Redacción Deporpress | Gaspar Martín, presidente de la UD Ibarra, justificó este martes la decisión de su club de retirar al Juvenil B de la competición, tras los incidentes del pasado fin de semana que terminaron con un jugador del Unión Isora ingresado en Urgencias, y pendiente de una intervención quirúrgica.
“Llevamos unos días muy jodidos. Cuando nos informamos de cómo había sucedido todo nos reunimos de urgencia para tomar medidas radicales”, explicó en COPE Tenerife en el día de hoy, “cuando llegué vi que las puertas del campo estaban abiertas, había gente corriendo dentro del campo, vi al chico en el suelo y me llevé las manos a la cabeza. Estas cosas no pueden pasar”, añadió.

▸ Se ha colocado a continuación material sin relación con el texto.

//=========================================================================
// Shader Source Parser
//=========================================================================
//
// Splits a combined shader text into its vertex and fragment sections.
//
// Format:
// ```text
//   #type vertex
//   ...vertex stage source...
//   #type fragment
//   ...fragment stage source...
// ```
//
// Exactly two markers, order independent. Each section runs from the line
// after its marker to the next marker (or end of text).
//
//=========================================================================

//=== External Dependencies ===============================================

use std::str::FromStr;

//=== Internal Dependencies ===============================================

use crate::error::ShaderSourceError;
use super::device::ShaderStage;

const MARKER: &str = "#type";

//=== ShaderSource ========================================================

/// Vertex and fragment stage text of one shader program.
#[derive(Debug, Clone, PartialEq, Eq)]
pub struct ShaderSource {
    pub vertex: String,
    pub fragment: String,
}

impl ShaderSource {
    pub fn new(vertex: impl Into<String>, fragment: impl Into<String>) -> Self {
        Self {
            vertex: vertex.into(),
            fragment: fragment.into(),
        }
    }

    /// Parses a combined `#type`-sectioned source.
    pub fn parse(source: &str) -> Result<Self, ShaderSourceError> {
        let mut sections: Vec<(ShaderStage, Vec<&str>)> = Vec::with_capacity(2);
        let mut markers = 0usize;

        for line in source.lines() {
            if let Some(rest) = line.trim_start().strip_prefix(MARKER) {
                markers += 1;
                let stage = parse_stage(rest)?;
                if sections.iter().any(|(s, _)| *s == stage) {
                    return Err(ShaderSourceError::DuplicateSection(stage.to_string()));
                }
                sections.push((stage, Vec::new()));
                continue;
            }

            match sections.last_mut() {
                Some((_, lines)) => lines.push(line),
                None if line.trim().is_empty() => {}
                None => return Err(ShaderSourceError::UnmarkedPreamble),
            }
        }

        if markers != 2 {
            return Err(ShaderSourceError::MarkerCount(markers));
        }

        let mut vertex = String::new();
        let mut fragment = String::new();
        for (stage, lines) in sections {
            let text = lines.join("\n");
            match stage {
                ShaderStage::Vertex => vertex = text,
                ShaderStage::Fragment => fragment = text,
            }
        }

        Ok(Self { vertex, fragment })
    }

    /// Source text of one stage.
    pub fn stage(&self, stage: ShaderStage) -> &str {
        match stage {
            ShaderStage::Vertex => &self.vertex,
            ShaderStage::Fragment => &self.fragment,
        }
    }
}

impl FromStr for ShaderSource {
    type Err = ShaderSourceError;

    fn from_str(s: &str) -> Result<Self, Self::Err> {
        Self::parse(s)
    }
}

//--- Internal Helpers ----------------------------------------------------

/// Reads the kind token following `#type`.
fn parse_stage(rest: &str) -> Result<ShaderStage, ShaderSourceError> {
    // "#typevertex" is not a marker for a known kind
    if !rest.is_empty() && !rest.starts_with(char::is_whitespace) {
        return Err(ShaderSourceError::UnexpectedToken(format!("{MARKER}{rest}")));
    }

    let mut tokens = rest.split_whitespace();
    let stage = match tokens.next() {
        Some("vertex") => ShaderStage::Vertex,
        Some("fragment") => ShaderStage::Fragment,
        Some(other) => return Err(ShaderSourceError::UnexpectedToken(other.to_owned())),
        None => return Err(ShaderSourceError::UnexpectedToken(String::new())),
    };

    // The kind must be the last token on the marker line
    match tokens.next() {
        Some(extra) => Err(ShaderSourceError::UnexpectedToken(extra.to_owned())),
        None => Ok(stage),
    }
}

//=========================================================================
// Unit Tests
//=========================================================================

Otra de las medidas adoptadas ha sido el despido del delegado de campo y de equipo, como el dirigente explicó. “El delegado de campo me dijo con lágrimas en los ojos, si me tienen que destituir háganlo, pero que no le dio ninguna patada a nadie. Me dice que la gente que entró al campo, lo hicieron porque le habían visto a él discutiendo con el entrenador del otro equipo”.
Martín prosiguió con su versión de los hechos: “Los jugadores del equipo, cuando yo llegué se los habían llevado a los vestuarios, los que estaban en el campo no eran ni aficionados del club, ni jugadores de la plantilla. El que le haya dado la patada al chico, tiene que pagarlo, y pagarlo muy caro”.
Eso sí, no supo dar respuesta a por qué había más gente de la permitida en el campo, ni los identificó con claridad. “No sé si había más gente de la que debería en el campo, yo llegué y me encontré con todo revolucionado”, apuntó, “pero el Ibarra es un club serio, y respetado, esto puede pasar en cualquier campo, no es la primera vez que pasa, y en esta ocasión nos ha tocado a nosotros”.